**DESCRIPTION OF THE TASK**
This exercise calls for the line with "mod service_impl;", the line with "pub use user_service::UserService;", and all lines between them in the material below, output exactly and with no other lines.

**DATA FOR REVIEW**
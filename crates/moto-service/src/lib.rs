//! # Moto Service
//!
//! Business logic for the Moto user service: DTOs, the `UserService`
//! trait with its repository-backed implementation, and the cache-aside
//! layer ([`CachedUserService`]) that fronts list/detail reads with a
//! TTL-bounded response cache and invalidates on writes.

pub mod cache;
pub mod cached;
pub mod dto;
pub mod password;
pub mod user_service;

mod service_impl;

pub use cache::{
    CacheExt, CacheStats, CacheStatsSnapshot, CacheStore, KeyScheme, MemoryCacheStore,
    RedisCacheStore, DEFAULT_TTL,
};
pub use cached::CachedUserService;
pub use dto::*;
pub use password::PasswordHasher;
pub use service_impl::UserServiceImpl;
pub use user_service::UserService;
--
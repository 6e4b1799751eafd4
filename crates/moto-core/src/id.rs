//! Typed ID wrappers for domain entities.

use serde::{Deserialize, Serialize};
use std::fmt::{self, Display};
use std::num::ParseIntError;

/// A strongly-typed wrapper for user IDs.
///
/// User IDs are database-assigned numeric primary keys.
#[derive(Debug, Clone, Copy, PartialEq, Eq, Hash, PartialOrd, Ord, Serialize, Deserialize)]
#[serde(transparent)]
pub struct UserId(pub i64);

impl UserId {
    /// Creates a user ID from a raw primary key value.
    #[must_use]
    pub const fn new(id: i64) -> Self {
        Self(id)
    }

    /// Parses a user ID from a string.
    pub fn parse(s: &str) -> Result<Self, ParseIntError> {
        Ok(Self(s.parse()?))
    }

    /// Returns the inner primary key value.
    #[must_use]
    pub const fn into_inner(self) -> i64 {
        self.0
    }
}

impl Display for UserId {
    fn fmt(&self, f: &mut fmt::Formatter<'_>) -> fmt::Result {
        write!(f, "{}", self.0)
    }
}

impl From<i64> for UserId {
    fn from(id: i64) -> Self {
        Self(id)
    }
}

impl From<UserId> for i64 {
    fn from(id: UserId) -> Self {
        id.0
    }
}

**RESULT**
mod service_impl;

pub use cache::{
    CacheExt, CacheStats, CacheStatsSnapshot, CacheStore, KeyScheme, MemoryCacheStore,
    RedisCacheStore, DEFAULT_TTL,
};
pub use cached::CachedUserService;
pub use dto::*;
pub use password::PasswordHasher;
pub use service_impl::UserServiceImpl;
pub use user_service::UserService;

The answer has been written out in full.